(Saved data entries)
----------------------------------------

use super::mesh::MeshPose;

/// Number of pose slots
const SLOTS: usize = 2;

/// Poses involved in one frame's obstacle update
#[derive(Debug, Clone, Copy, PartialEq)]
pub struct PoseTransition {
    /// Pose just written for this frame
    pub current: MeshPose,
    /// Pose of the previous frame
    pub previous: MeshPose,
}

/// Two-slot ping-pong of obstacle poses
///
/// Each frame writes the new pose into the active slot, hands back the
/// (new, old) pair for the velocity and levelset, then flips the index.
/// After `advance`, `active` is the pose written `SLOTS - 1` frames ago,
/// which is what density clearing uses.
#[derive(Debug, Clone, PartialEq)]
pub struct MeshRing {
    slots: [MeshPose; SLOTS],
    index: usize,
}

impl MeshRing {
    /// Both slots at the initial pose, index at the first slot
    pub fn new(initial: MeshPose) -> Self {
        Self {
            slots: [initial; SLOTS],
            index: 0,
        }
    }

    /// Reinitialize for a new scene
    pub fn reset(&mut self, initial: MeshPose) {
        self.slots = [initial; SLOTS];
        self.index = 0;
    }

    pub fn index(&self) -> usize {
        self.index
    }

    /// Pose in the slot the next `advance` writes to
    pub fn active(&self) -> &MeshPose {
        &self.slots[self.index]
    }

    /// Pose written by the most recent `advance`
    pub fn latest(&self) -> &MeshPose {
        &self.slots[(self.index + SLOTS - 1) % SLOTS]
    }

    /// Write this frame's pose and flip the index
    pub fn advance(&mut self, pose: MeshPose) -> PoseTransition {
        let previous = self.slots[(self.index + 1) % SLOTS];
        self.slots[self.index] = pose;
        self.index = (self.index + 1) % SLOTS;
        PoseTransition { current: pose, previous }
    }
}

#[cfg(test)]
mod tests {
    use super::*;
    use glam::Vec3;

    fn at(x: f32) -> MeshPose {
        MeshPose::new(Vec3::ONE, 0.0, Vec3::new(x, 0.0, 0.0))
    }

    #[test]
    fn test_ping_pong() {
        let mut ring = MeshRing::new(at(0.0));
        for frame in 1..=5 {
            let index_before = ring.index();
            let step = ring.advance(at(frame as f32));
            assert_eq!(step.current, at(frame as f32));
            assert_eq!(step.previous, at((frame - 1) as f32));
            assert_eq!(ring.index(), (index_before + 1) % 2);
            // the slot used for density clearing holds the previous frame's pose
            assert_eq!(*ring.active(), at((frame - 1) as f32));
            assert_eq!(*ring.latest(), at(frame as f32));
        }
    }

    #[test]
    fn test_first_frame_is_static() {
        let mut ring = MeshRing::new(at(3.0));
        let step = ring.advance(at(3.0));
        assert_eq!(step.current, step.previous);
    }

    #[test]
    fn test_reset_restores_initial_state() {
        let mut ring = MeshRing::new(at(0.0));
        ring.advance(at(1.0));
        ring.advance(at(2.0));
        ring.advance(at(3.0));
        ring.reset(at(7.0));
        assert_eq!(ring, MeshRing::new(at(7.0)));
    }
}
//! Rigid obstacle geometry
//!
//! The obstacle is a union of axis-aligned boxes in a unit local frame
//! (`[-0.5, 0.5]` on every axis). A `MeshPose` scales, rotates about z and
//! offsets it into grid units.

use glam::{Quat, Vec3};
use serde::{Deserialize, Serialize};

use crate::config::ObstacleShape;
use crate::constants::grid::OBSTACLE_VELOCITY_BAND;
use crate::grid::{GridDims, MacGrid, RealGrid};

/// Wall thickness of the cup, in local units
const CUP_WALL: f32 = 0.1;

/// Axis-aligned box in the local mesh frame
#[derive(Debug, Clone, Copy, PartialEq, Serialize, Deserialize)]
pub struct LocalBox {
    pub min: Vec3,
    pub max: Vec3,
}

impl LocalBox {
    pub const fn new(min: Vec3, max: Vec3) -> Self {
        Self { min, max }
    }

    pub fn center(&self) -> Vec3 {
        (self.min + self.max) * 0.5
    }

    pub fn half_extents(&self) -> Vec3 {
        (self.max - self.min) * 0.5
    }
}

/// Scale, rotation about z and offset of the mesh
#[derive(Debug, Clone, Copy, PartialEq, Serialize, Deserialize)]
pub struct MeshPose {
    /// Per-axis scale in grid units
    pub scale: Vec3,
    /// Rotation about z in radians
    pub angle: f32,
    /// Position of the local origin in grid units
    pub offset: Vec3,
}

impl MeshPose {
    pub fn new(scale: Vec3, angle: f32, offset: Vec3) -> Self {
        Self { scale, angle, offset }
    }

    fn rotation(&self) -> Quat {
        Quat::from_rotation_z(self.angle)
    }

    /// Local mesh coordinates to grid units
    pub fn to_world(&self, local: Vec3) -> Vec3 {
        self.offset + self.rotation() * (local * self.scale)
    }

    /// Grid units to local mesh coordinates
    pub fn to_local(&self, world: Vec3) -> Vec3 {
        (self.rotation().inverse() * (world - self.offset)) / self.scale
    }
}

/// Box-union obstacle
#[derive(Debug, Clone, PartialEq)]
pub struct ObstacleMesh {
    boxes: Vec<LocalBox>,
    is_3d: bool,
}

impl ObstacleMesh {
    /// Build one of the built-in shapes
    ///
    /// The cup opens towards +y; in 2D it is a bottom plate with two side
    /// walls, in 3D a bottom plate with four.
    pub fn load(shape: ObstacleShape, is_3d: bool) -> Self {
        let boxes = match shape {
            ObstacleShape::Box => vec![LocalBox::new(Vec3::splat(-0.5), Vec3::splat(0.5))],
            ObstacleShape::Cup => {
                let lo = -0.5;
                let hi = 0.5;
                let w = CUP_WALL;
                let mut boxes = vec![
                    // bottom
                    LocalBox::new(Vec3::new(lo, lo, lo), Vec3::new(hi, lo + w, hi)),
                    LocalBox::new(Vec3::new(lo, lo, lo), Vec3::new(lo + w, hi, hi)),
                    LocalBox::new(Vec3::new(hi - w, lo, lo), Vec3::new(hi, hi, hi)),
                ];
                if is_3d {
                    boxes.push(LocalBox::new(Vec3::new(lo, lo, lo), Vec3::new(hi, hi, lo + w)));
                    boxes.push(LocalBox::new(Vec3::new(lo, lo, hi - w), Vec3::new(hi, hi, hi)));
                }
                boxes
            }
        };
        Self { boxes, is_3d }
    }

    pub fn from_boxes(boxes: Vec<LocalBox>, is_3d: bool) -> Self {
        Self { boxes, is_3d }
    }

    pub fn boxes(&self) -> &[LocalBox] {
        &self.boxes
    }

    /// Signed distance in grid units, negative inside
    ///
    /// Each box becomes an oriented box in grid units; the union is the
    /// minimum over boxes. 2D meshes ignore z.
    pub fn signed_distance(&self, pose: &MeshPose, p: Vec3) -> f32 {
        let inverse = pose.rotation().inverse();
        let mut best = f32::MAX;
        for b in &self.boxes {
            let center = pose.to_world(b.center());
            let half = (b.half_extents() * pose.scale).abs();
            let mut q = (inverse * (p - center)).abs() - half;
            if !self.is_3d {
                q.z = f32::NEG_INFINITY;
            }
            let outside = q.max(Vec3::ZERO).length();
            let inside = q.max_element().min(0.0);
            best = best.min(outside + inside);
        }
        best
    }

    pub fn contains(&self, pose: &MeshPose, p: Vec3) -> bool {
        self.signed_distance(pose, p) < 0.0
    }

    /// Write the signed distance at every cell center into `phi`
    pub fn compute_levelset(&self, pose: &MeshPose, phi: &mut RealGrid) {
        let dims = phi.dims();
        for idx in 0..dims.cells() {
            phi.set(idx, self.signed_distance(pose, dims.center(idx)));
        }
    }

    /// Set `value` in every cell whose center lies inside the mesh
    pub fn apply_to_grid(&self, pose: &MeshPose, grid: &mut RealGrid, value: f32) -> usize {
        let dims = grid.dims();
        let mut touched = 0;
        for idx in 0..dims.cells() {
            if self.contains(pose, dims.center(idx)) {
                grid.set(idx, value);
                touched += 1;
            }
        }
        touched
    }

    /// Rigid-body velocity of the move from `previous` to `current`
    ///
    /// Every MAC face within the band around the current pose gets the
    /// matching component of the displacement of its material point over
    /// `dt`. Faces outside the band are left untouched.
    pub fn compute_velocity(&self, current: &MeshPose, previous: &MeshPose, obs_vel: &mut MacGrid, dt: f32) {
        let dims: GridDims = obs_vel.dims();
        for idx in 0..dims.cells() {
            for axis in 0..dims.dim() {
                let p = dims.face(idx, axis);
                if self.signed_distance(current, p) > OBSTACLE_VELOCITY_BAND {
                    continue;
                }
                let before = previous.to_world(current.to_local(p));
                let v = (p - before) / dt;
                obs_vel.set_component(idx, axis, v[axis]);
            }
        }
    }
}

----------------------------------------

Requirement: What lines of the data include the word "latest"? Copy each of them.

Exercise solution:
    pub fn latest(&self) -> &MeshPose {
            assert_eq!(*ring.latest(), at(frame as f32));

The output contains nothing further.